Dehn surgery for non-compact manifolds

Question

Lickorish theorem states that every closes, orientable, compact 3-manifold can be obtained by surgery on $S^3$. What do we know about surgery for non-compact manifolds? I.e. can we obtain $\mathbb{R}^2 \times S^1$ from surgery on $S^3$, $\mathbb{R}^3$, or at least from surgery on some non-compact manifold?

Answer 1

I'll turn my comments into an answer, since your comment indicates that this is what you want to know.

Surgery preserves compactness, so no, there is no surgery on $S^3$ that produces $\mathbb R^2 \times S^1$.
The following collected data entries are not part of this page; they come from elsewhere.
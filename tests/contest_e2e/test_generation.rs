//! Design generation tests: style fan-out, fallback and partial failure.

use std::sync::Arc;

use facade_contest_lib::models::DesignType;
use facade_contest_lib::services::StyleFilterRenderer;
use serde_json::{Value, json};
use uuid::Uuid;

use super::test_helpers::*;

/// Upload a storefront photo for a new user. Returns (user id, upload id).
async fn upload_storefront<S>(app: &S, sap_code: &str, data: &[u8]) -> (String, String)
where
    S: actix_web::dev::Service<
            actix_http::Request,
            Response = actix_web::dev::ServiceResponse,
            Error = actix_web::Error,
        >,
{
    let info = user_info(sap_code, "Sharma Traders");
    let (status, body) = upload_jpeg(app, &[("userInfo", &info)], data).await;
    assert_eq!(status, 201, "upload failed: {}", body);
    (
        body["data"]["userId"].as_str().unwrap().to_string(),
        body["data"]["uploadId"].as_str().unwrap().to_string(),
    )
}

fn designs(body: &Value) -> &Vec<Value> {
    body["data"]["generatedDesigns"]
        .as_array()
        .expect("generatedDesigns should be an array")
}

#[actix_rt::test]
async fn test_generate_two_styles_for_sap123() {
    let env = create_test_env().await;
    let app = create_test_app(
        &env,
        client_with(Some(Arc::new(TextOnlyGenerator)), Arc::new(StyleFilterRenderer)),
    )
    .await;
    let (user_id, upload_id) = upload_storefront(&app, "SAP123", &jpeg(1024, 768)).await;

    let (status, body) = post_json(
        &app,
        "/api/generate",
        json!({
            "uploadId": upload_id,
            "userId": user_id,
            "designTypes": ["modern_premium", "trust_heritage"],
        }),
    )
    .await;

    assert_eq!(status, 200, "unexpected body: {}", body);
    assert_eq!(body["success"], true);
    assert_eq!(body["message"], "Generated 2 design(s) successfully");
    assert!(body["data"]["originalImage"].as_str().unwrap().starts_with("/uploads/"));

    let generated = designs(&body);
    assert_eq!(generated.len(), 2);
    for design in generated {
        assert_eq!(design["isInterior"], false);
        assert_eq!(design["userId"].as_str().unwrap(), user_id);
        assert!(design["filePath"].as_str().unwrap().starts_with("/generated/"));
        assert_eq!(design["processingStatus"], "completed");
    }

    let modern = generated
        .iter()
        .find(|d| d["designType"] == "modern_premium")
        .expect("modern_premium design");
    assert!(modern["prompt"].as_str().unwrap().contains("premium"));
    assert!(
        generated.iter().any(|d| d["designType"] == "trust_heritage"),
        "trust_heritage design missing"
    );

    let rows = env
        .pool
        .list_designs_for_upload(Uuid::parse_str(&upload_id).unwrap())
        .await
        .unwrap();
    assert_eq!(rows.len(), 2);
    assert!(rows.iter().all(|r| !r.is_interior));
}

#[actix_rt::test]
async fn test_generate_defaults_to_all_styles() {
    let env = create_test_env().await;
    let app = create_test_app(&env, fallback_client()).await;
    let (user_id, upload_id) = upload_storefront(&app, "SAP1", &jpeg(320, 240)).await;

    let (status, body) = post_json(
        &app,
        "/api/generate",
        json!({ "uploadId": upload_id, "userId": user_id }),
    )
    .await;

    assert_eq!(status, 200, "unexpected body: {}", body);
    let mut types: Vec<&str> = designs(&body)
        .iter()
        .map(|d| d["designType"].as_str().unwrap())
        .collect();
    types.sort_unstable();
    assert_eq!(types, vec!["eco_smart", "festive", "modern_premium", "trust_heritage"]);
}

#[actix_rt::test]
async fn test_legacy_aliases_are_canonicalized_and_deduplicated() {
    let env = create_test_env().await;
    let app = create_test_app(&env, fallback_client()).await;
    let (user_id, upload_id) = upload_storefront(&app, "SAP1", &jpeg(320, 240)).await;

    let (status, body) = post_json(
        &app,
        "/api/generate",
        json!({
            "uploadId": upload_id,
            "userId": user_id,
            "designTypes": ["modern", "modern_premium", "classical"],
        }),
    )
    .await;

    assert_eq!(status, 200, "unexpected body: {}", body);
    let generated = designs(&body);
    assert_eq!(generated.len(), 2);
    assert!(generated.iter().any(|d| d["designType"] == "modern_premium"));
    assert!(generated.iter().any(|d| d["designType"] == "trust_heritage"));
}

#[actix_rt::test]
async fn test_unknown_style_is_rejected() {
    let env = create_test_env().await;
    let app = create_test_app(&env, fallback_client()).await;
    let (user_id, upload_id) = upload_storefront(&app, "SAP1", &jpeg(320, 240)).await;

    let (status, body) = post_json(
        &app,
        "/api/generate",
        json!({ "uploadId": upload_id, "userId": user_id, "designTypes": ["baroque"] }),
    )
    .await;

    assert_eq!(status, 400);
    assert_eq!(body["error"], "INVALID_INPUT");
}

#[actix_rt::test]
async fn test_one_failing_style_does_not_sink_the_others() {
    let env = create_test_env().await;
    let app = create_test_app(
        &env,
        client_with(
            Some(Arc::new(OfflineGenerator)),
            Arc::new(SelectiveFallback(vec![DesignType::Festive])),
        ),
    )
    .await;
    let (user_id, upload_id) = upload_storefront(&app, "SAP1", &jpeg(320, 240)).await;

    let (status, body) = post_json(
        &app,
        "/api/generate",
        json!({ "uploadId": upload_id, "userId": user_id }),
    )
    .await;

    assert_eq!(status, 200, "unexpected body: {}", body);
    let generated = designs(&body);
    assert_eq!(generated.len(), 3);
    assert!(generated.iter().all(|d| d["designType"] != "festive"));

    let rows = env
        .pool
        .list_designs_for_upload(Uuid::parse_str(&upload_id).unwrap())
        .await
        .unwrap();
    assert_eq!(rows.len(), 3);
}

#[actix_rt::test]
async fn test_every_style_failing_returns_error_and_stores_nothing() {
    let env = create_test_env().await;
    let app = create_test_app(
        &env,
        client_with(
            Some(Arc::new(OfflineGenerator)),
            Arc::new(SelectiveFallback(DesignType::ALL.to_vec())),
        ),
    )
    .await;
    let (user_id, upload_id) = upload_storefront(&app, "SAP1", &jpeg(320, 240)).await;

    let (status, body) = post_json(
        &app,
        "/api/generate",
        json!({ "uploadId": upload_id, "userId": user_id }),
    )
    .await;

    assert_eq!(status, 500);
    assert_eq!(body["error"], "GENERATION_FAILED");

    let rows = env
        .pool
        .list_designs_for_upload(Uuid::parse_str(&upload_id).unwrap())
        .await
        .unwrap();
    assert!(rows.is_empty());

    let generated_dir = env.root().join("generated");
    assert_eq!(std::fs::read_dir(generated_dir).unwrap().count(), 0);
}

#[actix_rt::test]
async fn test_generative_image_is_stored_unchanged() {
    let env = create_test_env().await;
    let rendered = photo(256, 192, image::ImageFormat::Png);
    let app = create_test_app(
        &env,
        client_with(
            Some(Arc::new(FixedImageGenerator(rendered.clone()))),
            Arc::new(StyleFilterRenderer),
        ),
    )
    .await;
    let (user_id, upload_id) = upload_storefront(&app, "SAP1", &jpeg(320, 240)).await;

    let (status, body) = post_json(
        &app,
        "/api/generate",
        json!({ "uploadId": upload_id, "userId": user_id, "designTypes": ["eco_smart"] }),
    )
    .await;
    assert_eq!(status, 200, "unexpected body: {}", body);

    let design = &designs(&body)[0];
    let file_path = design["filePath"].as_str().unwrap();
    assert!(file_path.ends_with(".png"));
    assert_eq!(design["width"], 256);
    assert_eq!(design["height"], 192);

    let (status, served) = get_bytes(&app, file_path).await;
    assert_eq!(status, 200);
    assert_eq!(served, rendered);
}

#[actix_rt::test]
async fn test_fallback_output_is_deterministic() {
    let env = create_test_env().await;
    let app = create_test_app(&env, fallback_client()).await;
    let source = jpeg(320, 240);

    let mut outputs = Vec::new();
    for sap in ["SAP-A", "SAP-B"] {
        let (user_id, upload_id) = upload_storefront(&app, sap, &source).await;
        let (status, body) = post_json(
            &app,
            "/api/generate",
            json!({ "uploadId": upload_id, "userId": user_id, "designTypes": ["festive"] }),
        )
        .await;
        assert_eq!(status, 200, "unexpected body: {}", body);

        let file_path = designs(&body)[0]["filePath"].as_str().unwrap().to_string();
        outputs.push(std::fs::read(env.asset_path(&file_path)).unwrap());
    }

    assert_eq!(outputs[0], outputs[1]);
    assert_ne!(outputs[0], source);
}

#[actix_rt::test]
async fn test_generate_for_someone_elses_upload_is_not_found() {
    let env = create_test_env().await;
    let app = create_test_app(&env, fallback_client()).await;
    let (_, upload_id) = upload_storefront(&app, "SAP-OWNER", &jpeg(320, 240)).await;
    let (intruder, _) = upload_storefront(&app, "SAP-OTHER", &jpeg(320, 240)).await;

    let (status, body) = post_json(
        &app,
        "/api/generate",
        json!({ "uploadId": upload_id, "userId": intruder }),
    )
    .await;
    assert_eq!(status, 404);
    assert_eq!(body["error"], "NOT_FOUND");

    let (status, _) = post_json(&app, "/api/generate", json!({ "uploadId": upload_id })).await;
    assert_eq!(status, 404);

    let (status, _) = post_json(
        &app,
        "/api/generate",
        json!({ "uploadId": Uuid::now_v7(), "userId": intruder }),
    )
    .await;
    assert_eq!(status, 404);
}

#[actix_rt::test]
async fn test_anonymous_upload_can_be_generated() {
    let env = create_test_env().await;
    let app = create_test_app(&env, fallback_client()).await;
    let (_, body) = upload_jpeg(&app, &[], &jpeg(320, 240)).await;
    let upload_id = body["data"]["uploadId"].as_str().unwrap();

    let (status, body) = post_json(
        &app,
        "/api/generate",
        json!({ "uploadId": upload_id, "designTypes": ["eco_smart"] }),
    )
    .await;

    assert_eq!(status, 200, "unexpected body: {}", body);
    assert!(designs(&body)[0]["userId"].is_null());
}

#[actix_rt::test]
async fn test_interior_generation_follows_storefront_style() {
    let env = create_test_env().await;
    let app = create_test_app(&env, fallback_client()).await;
    let p = seed_participant(&app, "SAP123").await;

    assert_eq!(p.interior_designs.len(), 1);
    let interior = &p.interior_designs[0];
    assert_eq!(interior["isInterior"], true);
    assert_eq!(interior["designType"], "eco_smart");
    assert_eq!(
        interior["storefrontDesignId"].as_str().unwrap(),
        p.storefront_id(0)
    );

    let storefront_label = match p.storefront_designs[0]["designType"].as_str().unwrap() {
        "modern_premium" => "Modern Premium",
        "festive" => "Festive",
        other => panic!("unexpected storefront style {}", other),
    };
    let prompt = interior["prompt"].as_str().unwrap();
    assert!(prompt.contains(&format!("{} storefront design", storefront_label)));
}

#[actix_rt::test]
async fn test_generation_endpoint_must_match_upload_kind() {
    let env = create_test_env().await;
    let app = create_test_app(&env, fallback_client()).await;
    let p = seed_participant(&app, "SAP123").await;

    let (status, body) = post_json(
        &app,
        "/api/generate/interior",
        json!({ "uploadId": p.upload_id, "userId": p.user_id }),
    )
    .await;
    assert_eq!(status, 400);
    assert_eq!(body["error"], "INVALID_INPUT");
    let message = body["message"].as_str().unwrap();
    assert!(message.ends_with("holds storefront photos; use /generate"), "{}", message);

    let interior_upload = p.interior_designs[0]["uploadId"].as_str().unwrap();
    let (status, body) = post_json(
        &app,
        "/api/generate",
        json!({ "uploadId": interior_upload, "userId": p.user_id }),
    )
    .await;
    assert_eq!(status, 400);
    let message = body["message"].as_str().unwrap();
    assert!(message.ends_with("holds interior photos; use /generate/interior"), "{}", message);
}

#[actix_rt::test]
async fn test_generate_single_and_status() {
    let env = create_test_env().await;
    let app = create_test_app(&env, fallback_client()).await;
    let (user_id, upload_id) = upload_storefront(&app, "SAP1", &jpeg(320, 240)).await;

    let status_uri = format!("/api/generate/status/{}?userId={}", upload_id, user_id);
    let (status, body) = get_json(&app, &status_uri).await;
    assert_eq!(status, 200);
    assert_eq!(body["data"]["completedDesigns"], 0);
    assert_eq!(body["data"]["totalDesigns"], 4);
    assert_eq!(body["data"]["isComplete"], false);

    let (status, body) = post_json(
        &app,
        "/api/generate/single",
        json!({ "uploadId": upload_id, "userId": user_id, "designType": "trust_heritage" }),
    )
    .await;
    assert_eq!(status, 200, "unexpected body: {}", body);
    assert_eq!(body["data"]["designType"], "trust_heritage");

    let (_, body) = get_json(&app, &status_uri).await;
    assert_eq!(body["data"]["completedDesigns"], 1);
    assert_eq!(body["data"]["designs"].as_array().unwrap().len(), 1);

    let (status, _) = post_json(
        &app,
        "/api/generate",
        json!({
            "uploadId": upload_id,
            "userId": user_id,
            "designTypes": ["modern_premium", "eco_smart", "festive"],
        }),
    )
    .await;
    assert_eq!(status, 200);

    let (_, body) = get_json(&app, &status_uri).await;
    assert_eq!(body["data"]["completedDesigns"], 4);
    assert_eq!(body["data"]["isComplete"], true);
}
To prove this, start with a compact manifold $M$ and an embedded solid torus $T \subset M$. Step 1 of surgery is to remove the interior of $T$, so $M - \text{int}(T)$ is a closed subset of $M$, hence compact. Step 2 of surgery is to glue in a different solid torus $T'$, using some homeomorphism $$f : \partial T \to \partial(M - \text{int}(T) = \partial T $$ The resulting surgered manifold is thus the quotient of the disjoint union of $M - \text{int}(T)$ and $T'$ by the relation $x \sim f(x)$, $x \in \partial T$. Since the two pieces of that disjoint union are compact, their union is also compact, and its quotient is compact.